Un autre tournant a lieu en 2009, alors qu’il lit un article sur les variétés de blés anciens. Intrigué, il commence à s’intéresser à ces blés cultivés avant l’introduction des variétés modernes ; des blés réputés pour leur rusticité et leur diversité génétique. Il suit notamment de près le combat de l’activiste indienne Vandana Shiva contre la firme multinationale Monsanto. « J’ai réalisé à cette époque une chose essentielle : quand tu as le pouvoir sur la semence, tu as le pouvoir sur l’ensemble de la chaîne alimentaire. »

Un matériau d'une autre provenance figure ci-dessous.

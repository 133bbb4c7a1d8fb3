use storefront::{Config, build_rocket, init_tracing};

#[rocket::main]
async fn main() -> Result<(), Box<dyn std::error::Error>> {
    dotenvy::dotenv().ok();

    let config = Config::load()?;
    init_tracing(&config.logging);

    let _rocket = build_rocket(config).launch().await?;
    Ok(())
}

Pendant plusieurs mois, il questionne les anciens de son secteur, et recueille leurs souvenirs sur ces variétés d’autrefois, telles que la Rouge d’Alsace ou la Golden Drop. « Les anciens me racontaient qu’ils multipliaient eux-mêmes leurs semences. Et que les blés qu’ils cultivaient dans les années 50 étaient très hauts comparés à ceux qu’on cultive aujourd’hui », se rappelle-t-il.
Peu après, il découvre que l‘Institut national de recherche pour l’agriculture, l’alimentation et l’environnement (Inrae) de Clermont-Ferrand détient un stock de 1 800 variétés de blés oubliés. Il les contacte, et à sa grande surprise, l’institut lui envoie plusieurs de ces variétés gratuitement, à condition de ne pas les revendre. C’est alors que sa mission prend une nouvelle dimension : redonner vie à ces blés, les cultiver, les multiplier, et en faire le socle d’une agriculture qui respecte la terre et ses paysans.
Cette quête le mène bien au-delà de sa ferme. Il se forme à l’agroécologie, réintègre l’arbre dans son exploitation en adoptant des pratiques d’agroforesterie, et part même au Burkina Faso pour rencontrer des paysans adeptes des techniques de Pierre Rabhi. Là-bas, il renforce sa conviction qu’il est urgent de redonner aux paysans leur autonomie. « Et ça commence par ne pas être dépendant des semenciers ! »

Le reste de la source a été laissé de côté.